Post–Intensive Care Syndrome in Family Decision Makers of Long-term Acute Care Hospital Patients

Background Family members of critically ill patients experience indications of post–intensive care syndrome, including anxiety, depression, and posttraumatic stress disorder. Despite increased use of long-term acute care hospitals for critically ill patients, little is known about the impact of long-term hospitalization on patients’ family members. Objectives To examine indications of post–intensive care syndrome, coping strategies, and health-related quality of life among family decision makers during and after patients’ long-term hospitalization. Methods A single-center, prospective, longitudinal descriptive study was undertaken of family decision makers of adult patients admitted to long-term acute care hospitals. Indications of post–intensive care syndrome and coping strategies were measured on the day of hospital admission and 30 and 60 days later. Health-related quality of life was measured by using the Short Form-36, version 2, at admission and 60 days later. Results The sample consisted of 30 family decision makers. On admission, 27% reported moderate to severe anxiety, and 20% reported moderate to severe depression. Among the decision makers, 10% met criteria for a provisional diagnosis of posttraumatic stress disorder.
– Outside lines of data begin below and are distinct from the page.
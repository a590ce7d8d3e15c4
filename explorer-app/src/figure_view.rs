use egui::{
    Align2, Color32, FontId, Id, Painter, Pos2, Rect, Response, Sense, Stroke, Ui, Vec2, Widget,
};
use kg_explorer::{EdgeSegment, ForceFigure, NodeMarker};

use crate::ui_consts::{FIT_PADDING, ZOOM_STEP};

const KEY: &str = "kg_explorer_figure_view";

/// Pointer distance, in pixels, at which an edge counts as hovered.
const EDGE_HOVER_DISTANCE: f32 = 4.0;
const LABEL_FONT_SIZE: f32 = 11.0;
const TITLE_FONT_SIZE: f32 = 16.0;

/// Zoom and pan of the figure view, kept in egui memory between frames.
#[derive(Clone, Copy, Debug, PartialEq)]
pub struct ViewMetadata {
    /// Whether the view still has to be fitted to the figure
    pub needs_fit: bool,
    /// Current zoom factor
    pub zoom: f32,
    /// Offset of the figure origin from the top left of the widget
    pub pan: Vec2,
}

impl Default for ViewMetadata {
    fn default() -> Self {
        Self {
            needs_fit: true,
            zoom: 1.,
            pan: Vec2::ZERO,
        }
    }
}

impl ViewMetadata {
    pub fn load(ui: &Ui) -> Self {
        ui.data_mut(|data| data.get_temp::<ViewMetadata>(Id::new(KEY)).unwrap_or_default())
    }

    pub fn save(self, ui: &Ui) {
        ui.data_mut(|data| data.insert_temp(Id::new(KEY), self));
    }

    /// Requests a fit on the next frame, used after the figure changes.
    pub fn reset(ui: &Ui) {
        ViewMetadata::default().save(ui);
    }

    pub fn canvas_to_screen(&self, rect: Rect, pos: Pos2) -> Pos2 {
        rect.min + self.pan + pos.to_vec2() * self.zoom
    }

    pub fn screen_to_canvas(&self, rect: Rect, pos: Pos2) -> Pos2 {
        ((pos - rect.min - self.pan) / self.zoom).to_pos2()
    }

    /// Zooms and pans so `bounds` fills `rect` with some padding.
    pub fn fit(&mut self, rect: Rect, bounds: Rect) {
        self.needs_fit = false;
        if !bounds.is_finite() {
            return;
        }

        let size = bounds.size() * (1. + FIT_PADDING);
        let zoom_x = if size.x > f32::EPSILON {
            rect.width() / size.x
        } else {
            f32::INFINITY
        };
        let zoom_y = if size.y > f32::EPSILON {
            rect.height() / size.y
        } else {
            f32::INFINITY
        };
        let zoom = zoom_x.min(zoom_y);
        self.zoom = if zoom.is_finite() && zoom > 0. { zoom } else { 1. };
        self.pan = rect.size() * 0.5 - bounds.center().to_vec2() * self.zoom;
    }

    /// Zoom by `delta` keeping the canvas point under `center` fixed.
    fn zoom_around(&mut self, rect: Rect, delta: f32, center: Option<Pos2>) {
        let center = center.unwrap_or(rect.center()) - rect.min;
        let graph_center = (center - self.pan) / self.zoom;
        let new_zoom = self.zoom * (1. + delta);
        self.pan += graph_center * self.zoom - graph_center * new_zoom;
        self.zoom = new_zoom;
    }
}

/// Distance from `p` to the segment `a`-`b`.
pub fn segment_distance(p: Pos2, a: Pos2, b: Pos2) -> f32 {
    let ab = b - a;
    let len_sq = ab.length_sq();
    if len_sq <= f32::EPSILON {
        return p.distance(a);
    }
    let t = ((p - a).dot(ab) / len_sq).clamp(0., 1.);
    p.distance(a + ab * t)
}

/// Paints a [`ForceFigure`] with zoom, pan and hover labels.
pub struct FigureView<'a> {
    figure: &'a ForceFigure,
    labels: bool,
}

impl<'a> FigureView<'a> {
    pub fn new(figure: &'a ForceFigure) -> Self {
        Self {
            figure,
            labels: true,
        }
    }

    pub fn with_labels(mut self, labels: bool) -> Self {
        self.labels = labels;
        self
    }

    fn handle_navigation(ui: &Ui, response: &Response, meta: &mut ViewMetadata) {
        if response.hovered() {
            ui.input(|i| {
                let delta = i.zoom_delta();
                if delta == 1. {
                    return;
                }
                let step = ZOOM_STEP * (delta - 1.).signum();
                meta.zoom_around(response.rect, step, i.pointer.hover_pos());
            });
        }

        if response.dragged() {
            meta.pan += response.drag_delta();
        }
        if response.double_clicked() {
            meta.needs_fit = true;
        }
    }

    fn draw_edge(&self, p: &Painter, rect: Rect, meta: &ViewMetadata, e: &EdgeSegment) {
        p.line_segment(
            [
                meta.canvas_to_screen(rect, e.from),
                meta.canvas_to_screen(rect, e.to),
            ],
            Stroke::new(self.figure.edge_width, self.figure.edge_color),
        );
    }

    fn draw_node(&self, p: &Painter, rect: Rect, meta: &ViewMetadata, n: &NodeMarker) {
        let center = meta.canvas_to_screen(rect, n.pos);
        let radius = n.size * 0.5;
        p.circle(center, radius, n.color, Stroke::new(1., self.figure.outline));
        if self.labels {
            p.text(
                center - Vec2::new(0., radius + 2.),
                Align2::CENTER_BOTTOM,
                &n.label,
                FontId::proportional(LABEL_FONT_SIZE),
                p.ctx().style().visuals.text_color(),
            );
        }
    }

    fn hover_text(&self, rect: Rect, meta: &ViewMetadata, pointer: Pos2) -> Option<String> {
        let canvas = meta.screen_to_canvas(rect, pointer);
        if let Some(n) = self.figure.node_at(canvas, 1. / meta.zoom) {
            return Some(format!("{}\n{}", n.label, n.category.display_name()));
        }
        self.figure
            .edges
            .iter()
            .find(|e| {
                segment_distance(
                    pointer,
                    meta.canvas_to_screen(rect, e.from),
                    meta.canvas_to_screen(rect, e.to),
                ) <= EDGE_HOVER_DISTANCE
            })
            .map(|e| e.relation.clone())
    }
}

impl Widget for FigureView<'_> {
    fn ui(self, ui: &mut Ui) -> Response {
        let mut meta = ViewMetadata::load(ui);
        let (response, painter) = ui.allocate_painter(ui.available_size(), Sense::click_and_drag());
        let rect = response.rect;

        if meta.needs_fit {
            meta.fit(rect, self.figure.bounds);
        }
        Self::handle_navigation(ui, &response, &mut meta);

        for e in &self.figure.edges {
            self.draw_edge(&painter, rect, &meta, e);
        }
        for n in &self.figure.nodes {
            self.draw_node(&painter, rect, &meta, n);
        }

        painter.text(
            rect.center_top() + Vec2::new(0., 4.),
            Align2::CENTER_TOP,
            &self.figure.title,
            FontId::proportional(TITLE_FONT_SIZE),
            ui.visuals().strong_text_color(),
        );
        if self.figure.is_empty() {
            painter.text(
                rect.center(),
                Align2::CENTER_CENTER,
                "No graph data to display",
                FontId::proportional(TITLE_FONT_SIZE),
                Color32::GRAY,
            );
        }

        let hover = response
            .hover_pos()
            .and_then(|pos| self.hover_text(rect, &meta, pos));
        meta.save(ui);

        match hover {
            Some(text) => response.on_hover_text_at_pointer(text),
            None => response,
        }
    }
}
At admission, the mean physical summary score for quality of life was 47.8 (SD, 9.91) and the mean mental summary score was 48.00 (SD, 10.28). No significant changes occurred during the study period. Problem-focused coping was the most frequently used coping strategy at all time points. Conclusion Family decision makers of patients in long-term acute care hospitals have a significant prevalence of indications of post–intensive care syndrome.